An Introduction to BoomTown DevOps Processes
BoomTown uses a specific set of DevOps processes in order to deliver websites with the latest real estate listings and housing data as well as a CRM solution and analytics tools for real estate professionals. “Our development, operations, and QA teams automate everything in sight while offloading to cloud providers and other services the tasks that those providers are best suited to,” says Brian Baumgartner, QA Manager, BoomTown.
As only one example, BoomTown recently adopted Amazon Web Services (AWS) for hosting various aspects of its infrastructure. “It enables us to provide high availability and resilient service while allowing our development team to focus on revolutionizing the Real Estate software industry,” says Baumgartner.
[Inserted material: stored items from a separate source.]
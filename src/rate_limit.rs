use std::time::Duration;

use tokio::sync::Mutex;
use tokio::time::Instant;

/// Minimum-interval gate for one upstream API.
///
/// Callers sharing a limiter are serialized; separate limiters never wait on
/// each other.
#[derive(Debug)]
pub struct RateLimiter {
    interval: Duration,
    last_grant: Mutex<Option<Instant>>,
}

impl RateLimiter {
    pub fn per_second(requests_per_second: f64) -> Self {
        let interval = if requests_per_second > 0.0 {
            Duration::from_secs_f64(1.0 / requests_per_second)
        } else {
            Duration::ZERO
        };
        Self::with_interval(interval)
    }

    pub fn with_interval(interval: Duration) -> Self {
        Self {
            interval,
            last_grant: Mutex::new(None),
        }
    }

    pub fn interval(&self) -> Duration {
        self.interval
    }

    /// Wait until `interval` has passed since the previous grant, then record
    /// a new grant.
    pub async fn acquire(&self) {
        let mut last = self.last_grant.lock().await;
        if let Some(prev) = *last {
            let elapsed = prev.elapsed();
            if elapsed < self.interval {
                tokio::time::sleep(self.interval - elapsed).await;
            }
        }
        *last = Some(Instant::now());
    }
}

#[cfg(test)]
mod tests {
    use super::*;
    use std::sync::Arc;

    #[tokio::test(start_paused = true)]
    async fn test_first_grant_is_immediate() {
        let limiter = RateLimiter::per_second(5.0);
        let start = Instant::now();
        limiter.acquire().await;
        assert_eq!(start.elapsed(), Duration::ZERO);
    }

    #[tokio::test(start_paused = true)]
    async fn test_grants_are_spaced_by_interval() {
        let limiter = RateLimiter::per_second(5.0);
        assert_eq!(limiter.interval(), Duration::from_millis(200));
        let start = Instant::now();
        for _ in 0..4 {
            limiter.acquire().await;
        }
        assert!(start.elapsed() >= Duration::from_millis(600));
    }

    #[tokio::test(start_paused = true)]
    async fn test_concurrent_callers_serialize() {
        let limiter = Arc::new(RateLimiter::with_interval(Duration::from_millis(100)));
        let start = Instant::now();
        let handles: Vec<_> = (0..5)
            .map(|_| {
                let limiter = Arc::clone(&limiter);
                tokio::spawn(async move { limiter.acquire().await })
            })
            .collect();
        for h in handles {
            h.await.unwrap();
        }
        assert!(start.elapsed() >= Duration::from_millis(400));
    }

    #[tokio::test(start_paused = true)]
    async fn test_limiters_are_independent() {
        let a = RateLimiter::with_interval(Duration::from_millis(100));
        let b = RateLimiter::with_interval(Duration::from_millis(100));
        let start = Instant::now();
        tokio::join!(
            async {
                a.acquire().await;
                a.acquire().await;
            },
            async {
                b.acquire().await;
                b.acquire().await;
            }
        );
        let elapsed = start.elapsed();
        assert!(elapsed >= Duration::from_millis(100));
        assert!(elapsed < Duration::from_millis(200));
    }

    #[tokio::test(start_paused = true)]
    async fn test_idle_gap_needs_no_wait() {
        let limiter = RateLimiter::with_interval(Duration::from_millis(100));
        limiter.acquire().await;
        tokio::time::advance(Duration::from_millis(150)).await;
        let start = Instant::now();
        limiter.acquire().await;
        assert_eq!(start.elapsed(), Duration::ZERO);
    }
}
Docker containers support regular deployment processes at BoomTown, containerizing the environment setup for a more reliable, orderly deployment experience, whether the firm is pushing code to QA or to production, explains Baumgartner. TeamCity, the increasingly popular and frequently appearing name in build management tools and CI servers courtesy of JetBrains is BoomTown’s go to build platform. New Relic is BoomTown’s performance management solution of choice, enabling live transparency into the production application and server performance that keeps BoomTown citizens (customers) content.
BoomTown Before & After Using Sauce Labs VMs to Scale Testing
Prior to applying Sauce Labs, BoomTown’s QA analyst team processed all software tests exclusively in a manual fashion. Every test run crossed their laps / machines / laptops. “Before a new feature release, an analyst would execute a full set of regression tests against the product or feature, often through several different browsers and versions to verify the new release and its function. This process alone took up to two weeks for large projects,” says Baumgartner.
BoomTown now uses a test automation framework constructed using several popular DevOps tools. The custom built testing automation leverages Ruby, Selenium WebDriver, Cucumber, MySQL, Sinatra, and Angular JS, says Joey Gryder, Senior Software Engineer in Test, BoomTown. The framework offers BoomTown views into historical and real-time test results as well as the capability to run manual tests through its dashboard front end software connection to its backend systems.
BoomTown applies a single web service to assert control and manipulation of test system automation features. A “test runner” library enables QA to run Cucumber features in a parallel execution approach. BoomTown uses MySQL to store test results. “When we combine all this with Sauce Labs’ VMs, we can schedule nightly test runs using our full testing suite on a variety of browser configurations,” says Baumgartner. This has enabled BoomTown to run up to 100 tests on software nightly.
Parallelization
Where time, resource, and person hours’ savings are concerned, the secret sauce in BoomTown’s software testing framework is its use of Sauce Labs VMs to support many automated tests in parallel. This has cut BoomTown’s longest test run time of an hour and a half down to less than 15 minutes.
“With Sauce Labs, it is trivial to spin up any number of parallel VMs, configured against your desired browsers to run through a set of Selenium WebDriver test steps. Without such a solution, BoomTown’s test team would have had to either execute its entire test suite locally through a single machine and browser, or build an in-house testing lab to achieve parallel browser testing,” explains Baumgartner. (Sauce Labs is obviously not the only player with competitors including BrowserStack and TestingBot; let your due diligence be your guide in selecting the best service for your needs.)
BoomTown saw offloading the work as the best option in order to accelerate otherwise time intensive testing tasks, preventing QA from becoming a sort of time-related bottleneck on CD. “We did this simply by increasing our VM count and running more tests in parallel,” says Baumgartner.
Adding VMs and increasing the number of parallel testing instances is an easily scaled approach that continues to speed tests and drive CD even as BoomTown adds tests and lengthens total test runtime.
Using automated parallel tests supported by Sauce Labs VMs frees up QA analysts to be more creative in their testing, finding more and more interesting ways to break the application under testing loads, says Baumgartner; meanwhile the automated testing ‘machine’ verifies the mundane and repetitive tests that the team has already established.
“We recently incorporated automation as a quality gate in our CI process. Before a pull request is accepted, it must pass a set of critical path UI tests that run up in Sauce Labs. This sets a certain level of quality expectations during our daily development process, which saves us time in testing,” explains Gryder.